* [WHAT THIS TASK INVOLVES]
Your task is to print each record exactly as it reads.

Stored data
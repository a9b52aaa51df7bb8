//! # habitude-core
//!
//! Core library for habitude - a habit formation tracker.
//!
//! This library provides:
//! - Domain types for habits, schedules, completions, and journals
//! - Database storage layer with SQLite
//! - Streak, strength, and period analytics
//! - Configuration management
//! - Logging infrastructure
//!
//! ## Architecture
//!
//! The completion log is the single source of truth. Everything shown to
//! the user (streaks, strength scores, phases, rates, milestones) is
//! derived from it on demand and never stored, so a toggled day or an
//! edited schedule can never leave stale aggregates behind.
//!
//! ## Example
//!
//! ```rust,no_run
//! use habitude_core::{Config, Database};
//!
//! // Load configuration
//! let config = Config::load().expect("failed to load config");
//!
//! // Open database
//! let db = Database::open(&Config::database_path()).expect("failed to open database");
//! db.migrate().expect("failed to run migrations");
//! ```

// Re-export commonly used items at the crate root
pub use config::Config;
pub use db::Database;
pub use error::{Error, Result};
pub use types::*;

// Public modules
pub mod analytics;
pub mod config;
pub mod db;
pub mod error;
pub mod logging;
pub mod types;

* [PROBLEM SOLUTION]
repository a9b52aaa51df7bb8
//! # habitude-core
//!
//! Core library for habitude - a habit formation tracker.
//!
//! This library provides:
//! - Domain types for habits, schedules, completions, and journals
//! - Database storage layer with SQLite
//! - Streak, strength, and period analytics
//! - Configuration management
//! - Logging infrastructure
//!
//! ## Architecture
//!
//! The completion log is the single source of truth. Everything shown to
//! the user (streaks, strength scores, phases, rates, milestones) is
//! derived from it on demand and never stored, so a toggled day or an
//! edited schedule can never leave stale aggregates behind.
//!
//! ## Example
//!
//! ```rust,no_run
//! use habitude_core::{Config, Database};
//!
//! // Load configuration
//! let config = Config::load().expect("failed to load config");
//!
//! // Open database
//! let db = Database::open(&Config::database_path()).expect("failed to open database");
//! db.migrate().expect("failed to run migrations");
//! ```

// Re-export commonly used items at the crate root
pub use config::Config;
pub use db::Database;
pub use error::{Error, Result};
pub use types::*;

// Public modules
pub mod analytics;
pub mod config;
pub mod db;
pub mod error;
pub mod logging;
pub mod types;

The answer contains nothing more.